Verso il decreto “Ristoro”

 


Sono 300 mila, forse 350 mila, le aziende e gli esercizi pubblici che sono oggetto delle restrizioni introdotte dal Dpcm del 24 ottobre 2020, lo ha detto il ministro dell’Economia Roberto Gualtieri al Tg1.

Il Ministro assicura che per tutti costoro ci saranno degli indennizzi che sono solo una parte delle misure previste dal nuovo decreto. Si avrà per tre mesi il credito di imposta sugli affitti, l’eliminazione della rata Imu e la cassa integrazione per i lavoratori e l’indennità di 1000 euro per i collaboratori.

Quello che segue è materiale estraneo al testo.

//! Proxima: autonomous agents on a chunked procedural world
//!
//! Re-exports modules for use by binaries and tools.

pub mod ascii;
pub mod biomes;
pub mod config;
pub mod error;
pub mod noise_field;
pub mod seeds;
pub mod simulation;
pub mod tilemap;
pub mod world;

pub use config::SimConfig;
pub use error::{ConfigError, StorageError};
pub use simulation::Simulation;
pub use world::World;
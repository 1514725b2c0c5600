//! Fixed-size square blocks of tiles, the unit of generation and caching.

use std::collections::{BTreeMap, BTreeSet, HashMap};

use serde::{Deserialize, Serialize};

use crate::biomes::{Biome, BiomeClassifier};
use crate::config::WorldConfig;
use crate::error::StorageError;
use crate::noise_field::NoiseField;
use crate::tilemap::Tilemap;
use crate::world::coords::{ChunkPos, TilePos};
use crate::world::entities::EntityKind;
use crate::world::tile::Tile;

/// S×S tiles plus the derived indices World and agents query.
#[derive(Clone, Debug)]
pub struct Chunk {
    pos: ChunkPos,
    size: usize,
    tiles: Tilemap<Tile>,
    /// Biome -> global coordinates of every tile with that biome
    biome_index: BTreeMap<Biome, BTreeSet<TilePos>>,
    /// Live entities per kind standing in this chunk, for spawn caps
    entity_counts: HashMap<EntityKind, usize>,
}

impl Chunk {
    /// Generate a chunk by sampling noise at every tile.
    pub fn generate(
        pos: ChunkPos,
        noise: &NoiseField,
        classifier: &BiomeClassifier,
        config: &WorldConfig,
    ) -> Self {
        let size = config.chunk_size;
        let tiles = Tilemap::from_fn(size, size, |lx, ly| {
            let tile_pos = pos.tile_at(lx, ly, size);
            let biome = classifier.classify(noise.tile_noise(tile_pos.x, tile_pos.y));
            Tile::new(tile_pos, biome, config)
        });
        Self::from_tiles(pos, size, tiles)
    }

    /// Build a chunk from explicit biomes, given row by row (`biomes[y][x]`).
    /// Missing cells become `Unknown`.
    pub fn from_biomes(pos: ChunkPos, biomes: &[Vec<Biome>], config: &WorldConfig) -> Self {
        let size = config.chunk_size;
        let tiles = Tilemap::from_fn(size, size, |lx, ly| {
            let biome = biomes
                .get(ly)
                .and_then(|row| row.get(lx))
                .copied()
                .unwrap_or(Biome::Unknown);
            Tile::new(pos.tile_at(lx, ly, size), biome, config)
        });
        Self::from_tiles(pos, size, tiles)
    }

    fn from_tiles(pos: ChunkPos, size: usize, tiles: Tilemap<Tile>) -> Self {
        let mut biome_index: BTreeMap<Biome, BTreeSet<TilePos>> = BTreeMap::new();
        for (_, _, tile) in tiles.iter() {
            biome_index.entry(tile.biome).or_default().insert(tile.pos);
        }
        Self {
            pos,
            size,
            tiles,
            biome_index,
            entity_counts: HashMap::new(),
        }
    }

    pub fn pos(&self) -> ChunkPos {
        self.pos
    }

    pub fn size(&self) -> usize {
        self.size
    }

    /// Tile at a local offset, both in `[0, S)`.
    pub fn local_tile(&self, lx: usize, ly: usize) -> &Tile {
        self.tiles.get(lx, ly)
    }

    pub fn local_tile_mut(&mut self, lx: usize, ly: usize) -> &mut Tile {
        self.tiles.get_mut(lx, ly)
    }

    /// Tile at a global coordinate, if it belongs to this chunk.
    pub fn tile(&self, pos: TilePos) -> Option<&Tile> {
        if pos.chunk(self.size) != self.pos {
            return None;
        }
        let (lx, ly) = pos.local(self.size);
        Some(self.tiles.get(lx, ly))
    }

    pub fn tile_mut(&mut self, pos: TilePos) -> Option<&mut Tile> {
        if pos.chunk(self.size) != self.pos {
            return None;
        }
        let (lx, ly) = pos.local(self.size);
        Some(self.tiles.get_mut(lx, ly))
    }

    pub fn tiles(&self) -> impl Iterator<Item = &Tile> {
        self.tiles.iter().map(|(_, _, tile)| tile)
    }

    pub fn tiles_mut(&mut self) -> impl Iterator<Item = &mut Tile> {
        self.tiles.iter_mut().map(|(_, _, tile)| tile)
    }

    pub fn biome_index(&self) -> &BTreeMap<Biome, BTreeSet<TilePos>> {
        &self.biome_index
    }

    /// Tiles of one biome in this chunk (possibly none).
    pub fn biome_tiles(&self, biome: Biome) -> impl Iterator<Item = &TilePos> {
        self.biome_index.get(&biome).into_iter().flatten()
    }

    pub fn has_biome(&self, biome: Biome) -> bool {
        self.biome_index.get(&biome).is_some_and(|set| !set.is_empty())
    }

    /// Overwrite a tile's biome, keeping the index and resource in step.
    pub fn set_biome(&mut self, pos: TilePos, biome: Biome, config: &WorldConfig) -> bool {
        let Some(tile) = self.tile_mut(pos) else {
            return false;
        };
        let old = tile.biome;
        let fresh = Tile::new(pos, biome, config);
        tile.biome = biome;
        tile.resource = fresh.resource;

        if let Some(set) = self.biome_index.get_mut(&old) {
            set.remove(&pos);
            if set.is_empty() {
                self.biome_index.remove(&old);
            }
        }
        self.biome_index.entry(biome).or_default().insert(pos);
        true
    }

    pub fn entity_count(&self, kind: EntityKind) -> usize {
        self.entity_counts.get(&kind).copied().unwrap_or(0)
    }

    pub fn add_entity_count(&mut self, kind: EntityKind) {
        *self.entity_counts.entry(kind).or_insert(0) += 1;
    }

    pub fn remove_entity_count(&mut self, kind: EntityKind) {
        if let Some(count) = self.entity_counts.get_mut(&kind) {
            *count = count.saturating_sub(1);
        }
    }

    pub fn clear_entity_counts(&mut self) {
        self.entity_counts.clear();
    }

    /// Biome labels row by row, the shape stored in records.
    pub fn biome_rows(&self) -> Vec<Vec<Biome>> {
        (0..self.size)
            .map(|ly| (0..self.size).map(|lx| self.tiles.get(lx, ly).biome).collect())
            .collect()
    }

    /// Plain record for persistence.
    pub fn to_record(&self) -> ChunkRecord {
        ChunkRecord {
            coordinates: (self.pos.x, self.pos.y),
            tiles: self.biome_rows(),
            biome_index: self
                .biome_index
                .iter()
                .map(|(biome, set)| (*biome, set.iter().map(|p| (p.x, p.y)).collect()))
                .collect(),
        }
    }

    /// Rebuild a chunk from a record. Tile resources start fresh and the
    /// biome index is recomputed from the tile biomes, which are authoritative.
    pub fn from_record(record: &ChunkRecord, config: &WorldConfig) -> Result<Self, StorageError> {
        let pos = ChunkPos::new(record.coordinates.0, record.coordinates.1);
        let size = config.chunk_size;
        let rows_ok = record.tiles.len() == size && record.tiles.iter().all(|row| row.len() == size);
        if !rows_ok {
            let found = record
                .tiles
                .iter()
                .map(Vec::len)
                .find(|&len| len != size)
                .unwrap_or(record.tiles.len());
            return Err(StorageError::SizeMismatch { key: pos.key(), expected: size, found });
        }
        Ok(Self::from_biomes(pos, &record.tiles, config))
    }
}

/// Persistence shape: `{coordinates, tiles, biome_index}`.
#[derive(Clone, Debug, PartialEq, Serialize, Deserialize)]
pub struct ChunkRecord {
    pub coordinates: (i32, i32),
    /// Biome labels, `tiles[y][x]`
    pub tiles: Vec<Vec<Biome>>,
    pub biome_index: BTreeMap<Biome, Vec<(i32, i32)>>,
}
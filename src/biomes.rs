//! Biome labels and noise-band classification
//!
//! Bands are configured as an ordered list of `[min, max)` noise ranges. Near a
//! band edge the classifier blends toward the neighbouring band with a coarse
//! two-valued mix, giving ragged borders instead of a single hard contour.

use serde::{Deserialize, Serialize};

/// Terrain category of a tile.
#[derive(Clone, Copy, Debug, PartialEq, Eq, Hash, PartialOrd, Ord, Serialize, Deserialize)]
pub enum Biome {
    #[serde(alias = "water")]
    Water,
    #[serde(alias = "beach")]
    Beach,
    #[serde(alias = "plains")]
    Plains,
    #[serde(alias = "forest")]
    Forest,
    #[serde(alias = "mountains")]
    Mountains,
    /// Noise value outside every configured band. Never passable.
    #[serde(alias = "unknown")]
    Unknown,
}

impl Biome {
    pub fn all() -> &'static [Biome] {
        &[
            Biome::Water,
            Biome::Beach,
            Biome::Plains,
            Biome::Forest,
            Biome::Mountains,
            Biome::Unknown,
        ]
    }

    pub fn name(&self) -> &'static str {
        match self {
            Biome::Water => "Water",
            Biome::Beach => "Beach",
            Biome::Plains => "Plains",
            Biome::Forest => "Forest",
            Biome::Mountains => "Mountains",
            Biome::Unknown => "Unknown",
        }
    }

    /// Default display color (RGB), used when a band does not set one.
    pub fn color(&self) -> (u8, u8, u8) {
        match self {
            Biome::Water => (40, 90, 200),
            Biome::Beach => (230, 215, 150),
            Biome::Plains => (120, 190, 80),
            Biome::Forest => (30, 110, 40),
            Biome::Mountains => (130, 120, 110),
            Biome::Unknown => (255, 0, 255),
        }
    }

    /// Cost of stepping onto a tile of this biome. Infinite means impassable.
    pub fn traversal_cost(&self) -> f32 {
        match self {
            Biome::Water | Biome::Unknown => f32::INFINITY,
            Biome::Mountains => 5.0,
            Biome::Beach => 2.0,
            Biome::Plains => 1.0,
            _ => 2.0,
        }
    }

    pub fn is_passable(&self) -> bool {
        self.traversal_cost().is_finite()
    }

    /// Whether a land agent may pick a tile of this biome as a movement target.
    /// Mountains can be crossed but are never a destination.
    pub fn is_valid_destination(&self) -> bool {
        !matches!(self, Biome::Water | Biome::Mountains | Biome::Unknown)
    }
}

impl std::fmt::Display for Biome {
    fn fmt(&self, f: &mut std::fmt::Formatter<'_>) -> std::fmt::Result {
        f.write_str(self.name())
    }
}

/// One configured noise range.
#[derive(Clone, Debug, PartialEq, Serialize, Deserialize)]
pub struct BiomeBand {
    #[serde(alias = "name")]
    pub biome: Biome,
    #[serde(alias = "min_noise_value")]
    pub min_noise: f64,
    #[serde(alias = "max_noise_value")]
    pub max_noise: f64,
    /// Carried for renderers; ignored by the simulation.
    #[serde(default)]
    pub color: Option<(u8, u8, u8)>,
}

impl BiomeBand {
    pub fn new(biome: Biome, min_noise: f64, max_noise: f64) -> Self {
        Self { biome, min_noise, max_noise, color: None }
    }

    pub fn contains(&self, value: f64) -> bool {
        value >= self.min_noise && value < self.max_noise
    }

    pub fn display_color(&self) -> (u8, u8, u8) {
        self.color.unwrap_or_else(|| self.biome.color())
    }
}

/// The reference band layout, lowest noise first.
pub fn default_bands() -> Vec<BiomeBand> {
    vec![
        BiomeBand::new(Biome::Water, -1.0, -0.15),
        BiomeBand::new(Biome::Beach, -0.15, -0.05),
        BiomeBand::new(Biome::Plains, -0.05, 0.25),
        BiomeBand::new(Biome::Forest, 0.25, 0.45),
        BiomeBand::new(Biome::Mountains, 0.45, 1.0),
    ]
}

/// Maps noise values to biomes, blending across band edges.
#[derive(Clone, Debug)]
pub struct BiomeClassifier {
    bands: Vec<BiomeBand>,
    transition: f64,
}

impl BiomeClassifier {
    /// `bands` must be sorted and non-overlapping (see `WorldConfig::validate`).
    pub fn new(bands: Vec<BiomeBand>, transition: f64) -> Self {
        Self { bands, transition: transition.max(0.0) }
    }

    pub fn bands(&self) -> &[BiomeBand] {
        &self.bands
    }

    pub fn transition(&self) -> f64 {
        self.transition
    }

    /// Classify a noise value.
    ///
    /// Inside a transition zone the mix factor runs from 0 at the zone's inner
    /// edge to 1 at the band boundary; below 0.5 the band keeps its own biome,
    /// from 0.5 on the neighbouring band's biome is used.
    pub fn classify(&self, value: f64) -> Biome {
        let Some(index) = self.bands.iter().position(|b| b.contains(value)) else {
            return Biome::Unknown;
        };
        let band = &self.bands[index];
        let tz = self.transition;
        if tz <= 0.0 {
            return band.biome;
        }

        if index > 0 && value < band.min_noise + tz {
            let mix = (band.min_noise + tz - value) / tz;
            return if mix < 0.5 { band.biome } else { self.bands[index - 1].biome };
        }
        if index + 1 < self.bands.len() && value > band.max_noise - tz {
            let mix = (value - (band.max_noise - tz)) / tz;
            return if mix < 0.5 { band.biome } else { self.bands[index + 1].biome };
        }
        band.biome
    }
}

#[cfg(test)]
mod tests {
    use super::*;

    fn two_bands(transition: f64) -> BiomeClassifier {
        BiomeClassifier::new(
            vec![
                BiomeBand::new(Biome::Water, -1.0, 0.0),
                BiomeBand::new(Biome::Plains, 0.0, 1.0),
            ],
            transition,
        )
    }

    #[test]
    fn test_hard_bands_without_transition() {
        let c = two_bands(0.0);
        assert_eq!(c.classify(-0.5), Biome::Water);
        assert_eq!(c.classify(0.0), Biome::Plains);
        assert_eq!(c.classify(0.99), Biome::Plains);
    }

    #[test]
    fn test_out_of_range_is_unknown() {
        let c = two_bands(0.1);
        assert_eq!(c.classify(-1.5), Biome::Unknown);
        assert_eq!(c.classify(1.0), Biome::Unknown);
        assert!(!Biome::Unknown.is_passable());
    }

    #[test]
    fn test_transition_blends_near_edges() {
        let c = two_bands(0.1);
        // Deep inside the bands
        assert_eq!(c.classify(0.5), Biome::Plains);
        assert_eq!(c.classify(-0.5), Biome::Water);
        // Inner half of the plains transition zone keeps plains
        assert_eq!(c.classify(0.08), Biome::Plains);
        // Outer half takes the neighbour
        assert_eq!(c.classify(0.02), Biome::Water);
        assert_eq!(c.classify(-0.02), Biome::Plains);
        assert_eq!(c.classify(-0.08), Biome::Water);
    }

    #[test]
    fn test_outer_bands_have_no_neighbour_to_blend() {
        let c = two_bands(0.1);
        assert_eq!(c.classify(-0.98), Biome::Water);
        assert_eq!(c.classify(0.98), Biome::Plains);
    }

    #[test]
    fn test_costs_and_destinations() {
        assert_eq!(Biome::Plains.traversal_cost(), 1.0);
        assert_eq!(Biome::Beach.traversal_cost(), 2.0);
        assert_eq!(Biome::Mountains.traversal_cost(), 5.0);
        assert_eq!(Biome::Forest.traversal_cost(), 2.0);
        assert!(Biome::Water.traversal_cost().is_infinite());
        assert!(Biome::Mountains.is_passable());
        assert!(!Biome::Mountains.is_valid_destination());
        assert!(!Biome::Water.is_valid_destination());
        assert!(Biome::Beach.is_valid_destination());
    }

    #[test]
    fn test_band_names_accept_lowercase() {
        let band: BiomeBand = serde_json::from_str(
            r#"{"name": "plains", "min_noise_value": 0.0, "max_noise_value": 0.3}"#,
        )
        .unwrap();
        assert_eq!(band.biome, Biome::Plains);
        assert_eq!(band.display_color(), Biome::Plains.color());
    }
}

Sarà dato un indennizzo superiore questa volta di quello ricevuto la volta scorsa. Ci sarà lo stesso meccanismo già autorizzato per il fondo perduto. Tutti quelli che hanno fatto domanda per questi contributi lo riceveranno in automatico, già entro la metà di novembre, afferma Gualtieri.


Tra gli altri ristori la proroga del reddito d’emergenza per il mese di novembre, misure di sostegno alla filiera agroalimentare, indennità per gli stagionali del turismo, dello spettacolo e dei centri sportivi.